I was asked by a bloggy friend if I would share my pickle recipe. Of course, I will! This recipe makes a wonderful, crunchy sweet pickle. Our family has been eating them for generations. They take a couple or three days to complete, but they are easy to make and well worth the time. We use them in salads and eat them with anything pickles go good with. These little gems have made sweet pickle eaters out of some who have turned their nose up to sweet pickles ordinaire.
In another post I will share an excellent dill pickle recipe.
Old South Cucumber Lime Pickles
7 lbs. cucumbers (Slice crosswise) NOTE: I cut mine about 1/2 thick.

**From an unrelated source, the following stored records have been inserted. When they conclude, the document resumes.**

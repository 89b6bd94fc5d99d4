//! Replay recorded prices and trades through an analytics session
//!
//! Usage: cargo run --bin replay
//!
//! Paths and tunables come from `AppConfig` (see `DEXMETRICS__REPLAY__*`).
//! Prices CSV columns: `instrument,timestamp_ms,price[,volume]`.
//! Trades CSV columns: `id,instrument,side,amount,price,timestamp_ms[,fee,external_ref]`.

use anyhow::{Context, Result};
use chrono::{TimeZone, Utc};
use csv::ReaderBuilder;
use dexmetrics::config::AppConfig;
use dexmetrics::session::AnalyticsSession;
use dexmetrics::types::{InstrumentId, PriceSample, Side, TradeRecord};
use rust_decimal::Decimal;
use serde::Deserialize;
use std::fs;
use std::path::Path;
use tracing::{info, warn};
use tracing_subscriber::EnvFilter;

#[derive(Debug, Deserialize)]
struct PriceRow {
    instrument: String,
    timestamp_ms: i64,
    price: Decimal,
    #[serde(default)]
    volume: Option<Decimal>,
}

#[derive(Debug, Deserialize)]
struct TradeRow {
    #[serde(default)]
    id: Option<String>,
    instrument: String,
    side: Side,
    amount: Decimal,
    price: Decimal,
    timestamp_ms: i64,
    #[serde(default)]
    fee: Option<Decimal>,
    #[serde(default)]
    external_ref: Option<String>,
}

impl TradeRow {
    fn into_record(self) -> TradeRecord {
        let mut trade = TradeRecord::new(
            self.instrument,
            self.side,
            self.amount,
            self.price,
            self.timestamp_ms,
        )
        .with_fee(self.fee.unwrap_or_default());
        if let Some(id) = self.id.filter(|id| !id.is_empty()) {
            trade = trade.with_id(id);
        }
        if let Some(external_ref) = self.external_ref.filter(|r| !r.is_empty()) {
            trade = trade.with_external_ref(external_ref);
        }
        trade
    }
}

enum Event {
    Price(PriceRow),
    Trade(TradeRow),
}

impl Event {
    /// Prices sort before trades at the same timestamp
    fn sort_key(&self) -> (i64, u8) {
        match self {
            Event::Price(p) => (p.timestamp_ms, 0),
            Event::Trade(t) => (t.timestamp_ms, 1),
        }
    }
}

fn read_rows<T: for<'de> Deserialize<'de>>(path: &str) -> Result<Vec<T>> {
    if !Path::new(path).exists() {
        warn!(path, "Input file not found, skipping");
        return Ok(Vec::new());
    }
    let file = fs::File::open(path).with_context(|| format!("Failed to open {path}"))?;
    let mut reader = ReaderBuilder::new()
        .has_headers(true)
        .flexible(true)
        .trim(csv::Trim::All)
        .from_reader(file);

    let mut rows = Vec::new();
    for result in reader.deserialize() {
        let row: T = result.with_context(|| format!("Failed to deserialize row in {path}"))?;
        rows.push(row);
    }
    Ok(rows)
}

fn init_logging(json: bool) {
    let filter = EnvFilter::try_from_default_env().unwrap_or_else(|_| EnvFilter::new("info"));
    if json {
        tracing_subscriber::fmt().with_env_filter(filter).json().init();
    } else {
        tracing_subscriber::fmt().with_env_filter(filter).init();
    }
}

fn format_ts(ts: i64) -> String {
    Utc.timestamp_millis_opt(ts)
        .single()
        .map(|dt| dt.format("%Y-%m-%d %H:%M:%S").to_string())
        .unwrap_or_else(|| ts.to_string())
}

fn main() -> Result<()> {
    let config = AppConfig::load()?;
    init_logging(config.replay.log_json);
    info!(config = %config, "Starting replay");

    let prices: Vec<PriceRow> = read_rows(&config.replay.prices_csv)?;
    let trades: Vec<TradeRow> = read_rows(&config.replay.trades_csv)?;
    info!(prices = prices.len(), trades = trades.len(), "Inputs loaded");

    let mut events: Vec<Event> = prices
        .into_iter()
        .map(Event::Price)
        .chain(trades.into_iter().map(Event::Trade))
        .collect();
    events.sort_by_key(Event::sort_key);

    let session = AnalyticsSession::new(config.session_config());
    let mut rejected_samples = 0usize;
    let mut rejected_trades = 0usize;

    for event in events {
        match event {
            Event::Price(row) => {
                let instrument = InstrumentId::new(row.instrument);
                let mut sample = PriceSample::new(row.timestamp_ms, row.price);
                if let Some(volume) = row.volume {
                    sample = sample.with_volume(volume);
                }
                if session.record_sample(&instrument, sample).is_err() {
                    rejected_samples += 1;
                    continue;
                }
                let triggers = session.evaluate(&instrument, row.timestamp_ms);
                for alert in &triggers.alerts {
                    info!(id = %alert.id, message = %alert.message, "Alert");
                }
                for order in &triggers.fills {
                    info!(id = %order.id, side = %order.side, price = ?order.average_price, "Order filled");
                }
            }
            Event::Trade(row) => {
                let ts = row.timestamp_ms;
                if let Err(e) = session.record_trade(row.into_record()) {
                    warn!(at = %format_ts(ts), error = %e, "Trade skipped");
                    rejected_trades += 1;
                }
            }
        }
    }

    let sample_amount = Decimal::try_from(config.replay.sample_trade_amount).unwrap_or_default();
    let sample_reserve = Decimal::try_from(config.replay.sample_pool_reserve).unwrap_or_default();

    info!("=== MARKETS ({}) ===", session.timeframe());
    for instrument in session.instruments() {
        let summary = session.market_summary(&instrument);
        let slippage = session.estimate_slippage(&instrument, sample_amount, sample_reserve);
        info!(
            %instrument,
            last = ?summary.latest_price,
            change_pct = %summary.price_change_pct.round_dp(2),
            high = %summary.high_24h,
            low = %summary.low_24h,
            candles = summary.candles,
            rsi = ?summary.indicators.rsi14,
            volatility_pct = %format!("{:.3}", summary.volatility_pct),
            slippage_pct = %format!("{:.2}", slippage.recommended_pct),
            reasons = ?slippage.reason_labels(),
            "Market"
        );
    }

    info!("=== PORTFOLIO ===");
    for view in session.positions() {
        info!(
            instrument = %view.position.instrument,
            base = %view.position.base_amount,
            avg_cost = %view.position.base_avg_cost.round_dp(6),
            mark = %view.mark_price,
            realized = %view.position.realized_pnl.round_dp(4),
            unrealized = %view.unrealized_pnl.round_dp(4),
            "Position"
        );
    }
    let stats = session.portfolio_stats();
    info!(
        trades = stats.trade_count,
        value = %stats.total_value.round_dp(2),
        pnl = %stats.total_pnl.round_dp(4),
        pnl_pct = %stats.total_pnl_pct.round_dp(2),
        fees = %stats.total_fees,
        win_rate = %stats.win_rate.round_dp(4),
        rejected_samples,
        rejected_trades,
        "Totals"
    );

    let snapshot = session.export_snapshot();
    let path = Path::new(&config.replay.snapshot_path);
    if let Some(parent) = path.parent().filter(|p| !p.as_os_str().is_empty()) {
        fs::create_dir_all(parent)
            .with_context(|| format!("Failed to create {}", parent.display()))?;
    }
    let json = snapshot
        .to_json_pretty()
        .context("Failed to serialize snapshot")?;
    fs::write(path, json).with_context(|| format!("Failed to write {}", path.display()))?;
    info!(path = %path.display(), "Snapshot written");

    Ok(())
}
//! Argument tokenizing and environment binding for declarative CLIs.
//!
//! `stanza-input` turns the raw material of a process invocation into named
//! values: the argument vector becomes positional tokens plus a flag map, and
//! the environment becomes a second flag map through prefix and explicit-name
//! conventions.
//!
//! # Quick Start
//!
//! ```
//! use stanza_input::{tokenize, EnvironmentBinder, MockEnv, RawValue};
//!
//! let parsed = tokenize(["users", "show", "--first-name", "Ada", "--no-color"]);
//! assert_eq!(parsed.commands, vec!["users", "show"]);
//! assert_eq!(parsed.options["firstName"], RawValue::Text("Ada".into()));
//! assert_eq!(parsed.options["color"], RawValue::Negated);
//!
//! let env = MockEnv::new().with_var("MY_CLI_TOKEN", "secret");
//! let bound = EnvironmentBinder::new().prefix("MY_CLI").bind(&env);
//! assert_eq!(bound["token"], "secret");
//! ```
//!
//! # Architecture
//!
//! ```text
//! argv ──► tokenize ──► ParsedArgs { commands, options: name → RawValue }
//! env  ──► EnvironmentBinder ──► name → String
//! ```
//!
//! Coercion of [`RawValue`]s into typed [`OptionValue`]s happens later, once
//! the option catalog for the invocation is known.
//!
//! # Testing
//!
//! The environment is read through [`EnvReader`], so tests can inject a
//! [`MockEnv`] instead of touching process state.

mod case;
pub mod env;
mod environment;
mod tokens;
mod value;

pub use case::{camel_case, kebab_case};
pub use env::{EnvReader, MockEnv, RealEnv};
pub use environment::EnvironmentBinder;
pub use tokens::{is_flag, tokenize, ParsedArgs, NEGATION_PREFIX};
pub use value::{OptionBag, OptionValue, RawValue};
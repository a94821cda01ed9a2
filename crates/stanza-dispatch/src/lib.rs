//! Handler registry and dispatch for declarative CLIs.
//!
//! `stanza-dispatch` owns the handler side of a stanza app: the [`Handler`]
//! trait, closure adapters for sync and async handlers, the [`Handlers`]
//! registry keyed by command path, and [`dispatch`], which runs the handler
//! for a resolved path.
//!
//! # Registry Shapes
//!
//! The registry follows the shape of the app description:
//!
//! - one handler for an app without commands ([`Handlers::single`])
//! - one handler per command ([`CommandHandlers`])
//! - one handler per command inside each group ([`GroupHandlers`])
//!
//! ```rust
//! use stanza_dispatch::{dispatch, handler, CommandContext, CommandHandlers, Handlers};
//! use stanza_input::OptionBag;
//!
//! # tokio::runtime::Builder::new_current_thread().build().unwrap().block_on(async {
//! let handlers: Handlers = CommandHandlers::new()
//!     .on("show", handler(|options, _ctx| Ok(options.get_str("name").map(String::from))))
//!     .into();
//!
//! let mut options = OptionBag::new();
//! options.insert("name", "ada");
//! let ctx = CommandContext::new(vec!["show".to_string()]);
//!
//! let value = dispatch(&handlers, &options, &ctx).await.unwrap();
//! assert_eq!(value, serde_json::json!("ada"));
//! # });
//! ```

mod dispatch;
mod handler;
mod registry;

pub use dispatch::{dispatch, path_to_string, DispatchError};

pub use handler::{
    async_handler, handler, AsyncFnHandler, CommandContext, FnHandler, Handler, HandlerResult,
};

pub use registry::{CommandHandlers, GroupHandlers, HandlerShape, Handlers};
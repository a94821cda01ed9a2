//! Input validation.
//!
//! Validation runs in two passes. [`pre_validate`] only checks that every
//! flag the user typed exists in the catalog for the typed path, before
//! anything is coerced. [`validate`] runs after resolution and checks the
//! positional path and the option values.

use stanza_input::ParsedArgs;

use crate::catalog::ResolvedConfig;
use crate::error::CliError;
use crate::resolve::ResolvedArgs;
use crate::spec::{OptionType, Shape, Slot};

/// Reports every typed flag that is neither a key nor an alias in the
/// catalog, in the order the tokenizer recorded them.
pub fn pre_validate(config: &ResolvedConfig<'_>, parsed: &ParsedArgs) -> Vec<CliError> {
    parsed
        .options
        .keys()
        .filter(|name| !config.contains(name))
        .map(|name| CliError::UnknownOption(name.clone()))
        .collect()
}

/// Checks resolved inputs against the catalog for the resolved path.
pub fn validate(config: &ResolvedConfig<'_>, args: &ResolvedArgs) -> Vec<CliError> {
    let mut errors = Vec::new();
    let spec = config.spec;
    let shape = spec.shape();

    if shape == Shape::Groups {
        match (args.commands.first(), args.commands.get(1)) {
            (None, None) => {
                errors.push(CliError::MissingGroupArgument);
                errors.push(CliError::MissingCommandArgument);
                return errors;
            }
            (Some(group_name), command_name) => match spec.find_group(group_name) {
                None => {
                    errors.push(CliError::UnknownGroup(group_name.clone()));
                    return errors;
                }
                Some(group) => {
                    if let Some(command_name) = command_name {
                        if group.find_command(command_name).is_none() {
                            errors.push(CliError::UnknownCommandInGroup {
                                command: command_name.clone(),
                                group: group.name.clone(),
                            });
                            return errors;
                        }
                    }
                }
            },
            // Completion never leaves a hole before the last token.
            (None, Some(_)) => {}
        }
    }

    let missing: Vec<CliError> = config
        .positional
        .iter()
        .skip(args.commands.len())
        .map(|slot| match slot {
            Slot::Group => CliError::MissingGroupArgument,
            Slot::Command => CliError::MissingCommandArgument,
        })
        .collect();
    if !missing.is_empty() {
        return missing;
    }

    if shape == Shape::Commands {
        if let Some(command_name) = args.commands.first() {
            if spec.find_command(command_name).is_none() {
                errors.push(CliError::UnknownCommand(command_name.clone()));
            }
        }
    }

    for option in &config.options {
        let value = args.options.get(&option.key());
        if option.required && value.is_none() {
            errors.push(CliError::RequiredOptionMissing(option.name.clone()));
        }
        if option.kind == OptionType::String && value.is_some_and(|v| !v.is_truthy()) {
            errors.push(CliError::OptionRequiresValue(option.name.clone()));
        }
    }

    tracing::debug!(errors = errors.len(), "validated resolved inputs");
    errors
}
//! Environment abstractions for testability.
//!
//! The binder reads the process environment through [`EnvReader`], so tests
//! can supply a [`MockEnv`] instead of mutating global process state.

use std::collections::BTreeMap;

/// Abstraction over environment variables.
pub trait EnvReader: Send + Sync {
    /// Get an environment variable value.
    fn var(&self, name: &str) -> Option<String>;

    /// List every variable with a unicode name and value.
    fn vars(&self) -> Vec<(String, String)>;
}

// === Real implementations ===

/// Real environment variable reader.
#[derive(Debug, Default, Clone, Copy)]
pub struct RealEnv;

impl EnvReader for RealEnv {
    fn var(&self, name: &str) -> Option<String> {
        std::env::var(name).ok()
    }

    fn vars(&self) -> Vec<(String, String)> {
        std::env::vars_os()
            .filter_map(|(k, v)| Some((k.into_string().ok()?, v.into_string().ok()?)))
            .collect()
    }
}

// === Mock implementations for testing ===

/// Mock environment variable reader for testing.
///
/// Variables are listed in name order.
#[derive(Debug, Clone, Default)]
pub struct MockEnv {
    vars: BTreeMap<String, String>,
}

impl MockEnv {
    /// Create an empty mock environment.
    pub fn new() -> Self {
        Self::default()
    }

    /// Add an environment variable.
    pub fn with_var(mut self, name: impl Into<String>, value: impl Into<String>) -> Self {
        self.vars.insert(name.into(), value.into());
        self
    }
}

impl EnvReader for MockEnv {
    fn var(&self, name: &str) -> Option<String> {
        self.vars.get(name).cloned()
    }

    fn vars(&self) -> Vec<(String, String)> {
        self.vars
            .iter()
            .map(|(k, v)| (k.clone(), v.clone()))
            .collect()
    }
}

#[cfg(test)]
mod tests {
    use super::*;
    use serial_test::serial;

    #[test]
    fn mock_env_empty() {
        let env = MockEnv::new();
        assert_eq!(env.var("MISSING"), None);
        assert!(env.vars().is_empty());
    }

    #[test]
    fn mock_env_with_vars() {
        let env = MockEnv::new()
            .with_var("MY_CLI_NAME", "ada")
            .with_var("HOME", "/home/user");

        assert_eq!(env.var("MY_CLI_NAME"), Some("ada".to_string()));
        assert_eq!(env.var("HOME"), Some("/home/user".to_string()));
        assert_eq!(env.var("MISSING"), None);
    }

    #[test]
    fn mock_env_lists_in_name_order() {
        let env = MockEnv::new().with_var("B", "2").with_var("A", "1");
        assert_eq!(
            env.vars(),
            vec![("A".to_string(), "1".to_string()), ("B".to_string(), "2".to_string())]
        );
    }

    #[test]
    #[serial]
    fn real_env_reads_process_environment() {
        std::env::set_var("STANZA_INPUT_TEST_VAR", "present");

        let env = RealEnv;
        assert_eq!(env.var("STANZA_INPUT_TEST_VAR"), Some("present".to_string()));
        assert!(env
            .vars()
            .iter()
            .any(|(k, v)| k == "STANZA_INPUT_TEST_VAR" && v == "present"));

        std::env::remove_var("STANZA_INPUT_TEST_VAR");
        assert_eq!(env.var("STANZA_INPUT_TEST_VAR"), None);
    }
}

1 cup MRS. WAGES Pickling Lime
2 gallons water
8 cups distilled white vinegar, 5% acidity (Lesson learned: I use Heinz…and only Heinz. All white vinegar IS NOT created equally, and cheap vinegar will seal the fate of failed pickles after all the time and effort you put into them.)
8 cups sugar 1 tablespoon salt (optional)
2 teaspoons Pickling Spices
1.Soak clean cucumbers in water and lime mixture in crockery or enamel ware for 2 hours or overnight. Do not use aluminum ware.
2.Remove sliced cucumbers from lime water. Discard lime water. Rinse 3 times in fresh cold water. Soak 3 hours in fresh ice water.
3.Combine vinegar, sugar, salt and mixed pickling spices in a large pot. Bring to a low boil, stirring until sugar dissolves. Remove syrup from heat and add sliced cucumbers. Soak 5-6 hours or overnight.
4.Boil slices in the syrup 35 minutes. Fill sterilized jars with hot slices. Pour hot syrup over the slices, leaving 1/2 inch head space. Cap each jar when filled.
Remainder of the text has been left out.